======== Listed records
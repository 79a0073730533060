use serde::{Deserialize, Serialize};

use crate::OrganizationId;

/// User information persisted in the authenticated session.
#[derive(Debug, Clone, PartialEq, Eq, Serialize, Deserialize)]
pub struct UserIdentity {
    subject: String,
    display_name: String,
    email: Option<String>,
    organization_id: OrganizationId,
}

impl UserIdentity {
    /// Creates a user identity from authentication and tenancy data.
    #[must_use]
    pub fn new(
        subject: impl Into<String>,
        display_name: impl Into<String>,
        email: Option<String>,
        organization_id: OrganizationId,
    ) -> Self {
        Self {
            subject: subject.into(),
            display_name: display_name.into(),
            email,
            organization_id,
        }
    }

    /// Returns the stable subject claim from the identity provider.
    #[must_use]
    pub fn subject(&self) -> &str {
        self.subject.as_str()
    }

    /// Returns the display name for the current user.
    #[must_use]
    pub fn display_name(&self) -> &str {
        self.display_name.as_str()
    }

    /// Returns the email, if the provider returned one.
    #[must_use]
    pub fn email(&self) -> Option<&str> {
        self.email.as_deref()
    }

    /// Returns the organization the identity belongs to.
    #[must_use]
    pub fn organization_id(&self) -> OrganizationId {
        self.organization_id
    }
}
================
▶ **Task item**: Would you count the lines in the data that contain "Option" and answer with only the number?

▶ **Task response**: 3